● AVAILABLE RECORDS:
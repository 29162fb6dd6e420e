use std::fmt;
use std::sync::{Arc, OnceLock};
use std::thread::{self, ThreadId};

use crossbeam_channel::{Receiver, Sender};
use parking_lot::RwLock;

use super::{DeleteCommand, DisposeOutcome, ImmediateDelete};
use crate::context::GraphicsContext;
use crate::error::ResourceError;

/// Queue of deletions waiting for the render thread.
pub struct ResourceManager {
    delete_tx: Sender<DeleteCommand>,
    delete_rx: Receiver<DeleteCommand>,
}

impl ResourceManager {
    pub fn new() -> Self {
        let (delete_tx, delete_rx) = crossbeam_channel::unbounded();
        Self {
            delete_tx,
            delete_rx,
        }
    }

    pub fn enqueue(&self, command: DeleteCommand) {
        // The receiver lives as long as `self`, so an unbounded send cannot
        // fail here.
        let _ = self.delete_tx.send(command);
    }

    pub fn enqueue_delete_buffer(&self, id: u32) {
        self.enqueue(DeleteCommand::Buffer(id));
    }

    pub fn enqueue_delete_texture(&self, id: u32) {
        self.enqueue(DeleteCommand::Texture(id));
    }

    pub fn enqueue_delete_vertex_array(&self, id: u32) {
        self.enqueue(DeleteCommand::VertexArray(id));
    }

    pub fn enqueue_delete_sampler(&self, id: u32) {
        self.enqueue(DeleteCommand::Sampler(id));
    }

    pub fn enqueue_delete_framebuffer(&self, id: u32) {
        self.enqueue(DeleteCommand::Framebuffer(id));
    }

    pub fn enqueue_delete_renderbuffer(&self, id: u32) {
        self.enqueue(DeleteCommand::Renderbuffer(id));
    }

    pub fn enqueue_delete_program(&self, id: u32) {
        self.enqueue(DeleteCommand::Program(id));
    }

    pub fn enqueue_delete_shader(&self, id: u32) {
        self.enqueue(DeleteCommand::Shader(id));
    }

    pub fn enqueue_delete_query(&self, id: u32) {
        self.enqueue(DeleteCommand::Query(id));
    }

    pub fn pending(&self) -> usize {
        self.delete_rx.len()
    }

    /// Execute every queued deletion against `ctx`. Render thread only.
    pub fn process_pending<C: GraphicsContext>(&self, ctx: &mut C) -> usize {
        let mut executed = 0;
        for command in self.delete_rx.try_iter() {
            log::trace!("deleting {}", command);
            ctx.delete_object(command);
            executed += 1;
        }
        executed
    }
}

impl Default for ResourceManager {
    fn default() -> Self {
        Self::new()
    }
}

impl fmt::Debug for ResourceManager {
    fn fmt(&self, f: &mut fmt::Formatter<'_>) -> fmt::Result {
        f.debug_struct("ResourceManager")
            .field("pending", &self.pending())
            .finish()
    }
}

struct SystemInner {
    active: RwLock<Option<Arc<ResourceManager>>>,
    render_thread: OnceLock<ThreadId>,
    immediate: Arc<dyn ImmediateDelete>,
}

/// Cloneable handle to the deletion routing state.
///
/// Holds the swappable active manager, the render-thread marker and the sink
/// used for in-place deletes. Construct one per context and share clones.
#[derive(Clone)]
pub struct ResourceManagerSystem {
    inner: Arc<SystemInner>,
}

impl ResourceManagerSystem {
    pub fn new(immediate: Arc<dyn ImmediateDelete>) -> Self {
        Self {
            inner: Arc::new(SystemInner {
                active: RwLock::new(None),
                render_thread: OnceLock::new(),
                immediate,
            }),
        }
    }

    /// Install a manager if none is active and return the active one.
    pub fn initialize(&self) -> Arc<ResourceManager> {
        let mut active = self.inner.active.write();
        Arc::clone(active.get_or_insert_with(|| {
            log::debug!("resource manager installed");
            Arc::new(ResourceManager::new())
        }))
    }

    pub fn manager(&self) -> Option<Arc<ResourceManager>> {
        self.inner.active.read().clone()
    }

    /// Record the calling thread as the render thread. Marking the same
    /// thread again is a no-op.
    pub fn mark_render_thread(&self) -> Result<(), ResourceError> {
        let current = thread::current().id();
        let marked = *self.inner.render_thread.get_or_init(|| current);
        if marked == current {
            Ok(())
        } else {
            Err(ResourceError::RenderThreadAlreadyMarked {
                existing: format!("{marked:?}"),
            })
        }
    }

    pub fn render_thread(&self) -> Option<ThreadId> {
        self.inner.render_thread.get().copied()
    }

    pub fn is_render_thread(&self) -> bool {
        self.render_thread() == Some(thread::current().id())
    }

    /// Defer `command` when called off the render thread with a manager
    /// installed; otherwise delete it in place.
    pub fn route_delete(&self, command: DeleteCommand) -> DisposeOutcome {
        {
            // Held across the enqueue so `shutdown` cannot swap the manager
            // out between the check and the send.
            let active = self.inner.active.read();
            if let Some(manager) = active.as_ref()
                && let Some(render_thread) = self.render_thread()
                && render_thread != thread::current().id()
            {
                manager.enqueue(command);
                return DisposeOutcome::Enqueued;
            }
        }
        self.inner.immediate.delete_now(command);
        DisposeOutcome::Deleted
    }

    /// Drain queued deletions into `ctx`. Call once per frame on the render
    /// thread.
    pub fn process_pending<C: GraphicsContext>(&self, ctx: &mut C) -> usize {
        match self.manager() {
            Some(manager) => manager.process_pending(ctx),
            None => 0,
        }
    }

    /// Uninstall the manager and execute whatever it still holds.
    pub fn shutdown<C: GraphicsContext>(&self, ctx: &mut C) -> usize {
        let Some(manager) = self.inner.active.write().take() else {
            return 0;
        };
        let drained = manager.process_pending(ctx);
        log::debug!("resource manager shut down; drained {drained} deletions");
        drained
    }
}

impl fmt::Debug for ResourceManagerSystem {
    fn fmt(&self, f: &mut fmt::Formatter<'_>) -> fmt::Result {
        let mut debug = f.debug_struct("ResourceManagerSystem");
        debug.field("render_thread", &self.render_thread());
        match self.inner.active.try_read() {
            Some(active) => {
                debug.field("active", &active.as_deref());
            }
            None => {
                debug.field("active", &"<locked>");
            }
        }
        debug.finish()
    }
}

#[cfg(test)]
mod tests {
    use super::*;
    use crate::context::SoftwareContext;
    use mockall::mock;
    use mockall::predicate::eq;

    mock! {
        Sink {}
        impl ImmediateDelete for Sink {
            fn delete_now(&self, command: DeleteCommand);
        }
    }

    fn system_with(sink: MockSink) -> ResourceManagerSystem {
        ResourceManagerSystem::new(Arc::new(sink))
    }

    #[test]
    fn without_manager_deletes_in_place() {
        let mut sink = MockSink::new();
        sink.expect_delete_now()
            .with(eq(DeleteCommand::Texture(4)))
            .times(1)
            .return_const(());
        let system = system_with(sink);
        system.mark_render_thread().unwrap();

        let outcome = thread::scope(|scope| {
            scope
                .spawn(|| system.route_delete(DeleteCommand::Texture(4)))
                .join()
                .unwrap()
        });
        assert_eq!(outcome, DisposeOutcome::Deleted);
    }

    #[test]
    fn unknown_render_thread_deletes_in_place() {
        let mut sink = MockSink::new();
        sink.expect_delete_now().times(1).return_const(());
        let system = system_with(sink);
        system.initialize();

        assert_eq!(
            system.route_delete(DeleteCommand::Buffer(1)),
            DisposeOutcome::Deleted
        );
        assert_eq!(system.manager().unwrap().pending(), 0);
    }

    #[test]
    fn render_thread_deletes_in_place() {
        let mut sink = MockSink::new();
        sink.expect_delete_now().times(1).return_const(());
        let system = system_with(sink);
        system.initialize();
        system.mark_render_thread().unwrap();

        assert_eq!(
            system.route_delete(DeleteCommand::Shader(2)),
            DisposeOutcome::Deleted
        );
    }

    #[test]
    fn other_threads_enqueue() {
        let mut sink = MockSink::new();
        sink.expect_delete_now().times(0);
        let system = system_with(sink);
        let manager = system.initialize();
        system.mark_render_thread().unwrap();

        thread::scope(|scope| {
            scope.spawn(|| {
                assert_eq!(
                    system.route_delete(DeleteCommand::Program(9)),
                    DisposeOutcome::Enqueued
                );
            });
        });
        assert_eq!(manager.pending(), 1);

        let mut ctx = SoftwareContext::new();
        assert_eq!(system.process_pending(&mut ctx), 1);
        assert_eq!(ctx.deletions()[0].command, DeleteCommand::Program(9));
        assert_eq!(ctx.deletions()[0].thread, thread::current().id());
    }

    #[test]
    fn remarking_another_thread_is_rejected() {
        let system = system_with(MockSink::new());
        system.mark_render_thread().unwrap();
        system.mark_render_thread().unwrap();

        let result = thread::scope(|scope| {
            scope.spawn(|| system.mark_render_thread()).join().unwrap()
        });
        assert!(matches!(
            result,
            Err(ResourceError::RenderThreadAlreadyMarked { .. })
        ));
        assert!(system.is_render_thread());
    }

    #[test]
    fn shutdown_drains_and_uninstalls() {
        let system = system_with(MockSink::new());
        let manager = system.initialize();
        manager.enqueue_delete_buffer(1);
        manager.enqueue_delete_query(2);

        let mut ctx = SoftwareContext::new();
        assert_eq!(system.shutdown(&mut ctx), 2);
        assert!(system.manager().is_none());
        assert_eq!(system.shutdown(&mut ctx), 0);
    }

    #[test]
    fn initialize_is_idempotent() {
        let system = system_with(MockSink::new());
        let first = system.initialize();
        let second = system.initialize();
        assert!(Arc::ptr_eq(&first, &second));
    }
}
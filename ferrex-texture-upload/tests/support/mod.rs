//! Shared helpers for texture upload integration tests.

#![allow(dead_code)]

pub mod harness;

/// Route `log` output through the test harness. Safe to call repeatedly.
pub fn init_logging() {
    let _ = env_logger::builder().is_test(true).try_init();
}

● YOUR GOAL: Restate, word for word and without additions, every line from the top of the listing above through the line that contains "pub fn enqueue_delete_texture(&self, id: u32)".

● RESPONSE TO THIS TASK:
repository 29162fb6dd6e420e
use std::fmt;
use std::sync::{Arc, OnceLock};
use std::thread::{self, ThreadId};

use crossbeam_channel::{Receiver, Sender};
use parking_lot::RwLock;

use super::{DeleteCommand, DisposeOutcome, ImmediateDelete};
use crate::context::GraphicsContext;
use crate::error::ResourceError;

/// Queue of deletions waiting for the render thread.
pub struct ResourceManager {
    delete_tx: Sender<DeleteCommand>,
    delete_rx: Receiver<DeleteCommand>,
}

impl ResourceManager {
    pub fn new() -> Self {
        let (delete_tx, delete_rx) = crossbeam_channel::unbounded();
        Self {
            delete_tx,
            delete_rx,
        }
    }

    pub fn enqueue(&self, command: DeleteCommand) {
        // The receiver lives as long as `self`, so an unbounded send cannot
        // fail here.
        let _ = self.delete_tx.send(command);
    }

    pub fn enqueue_delete_buffer(&self, id: u32) {
        self.enqueue(DeleteCommand::Buffer(id));
    }

    pub fn enqueue_delete_texture(&self, id: u32) {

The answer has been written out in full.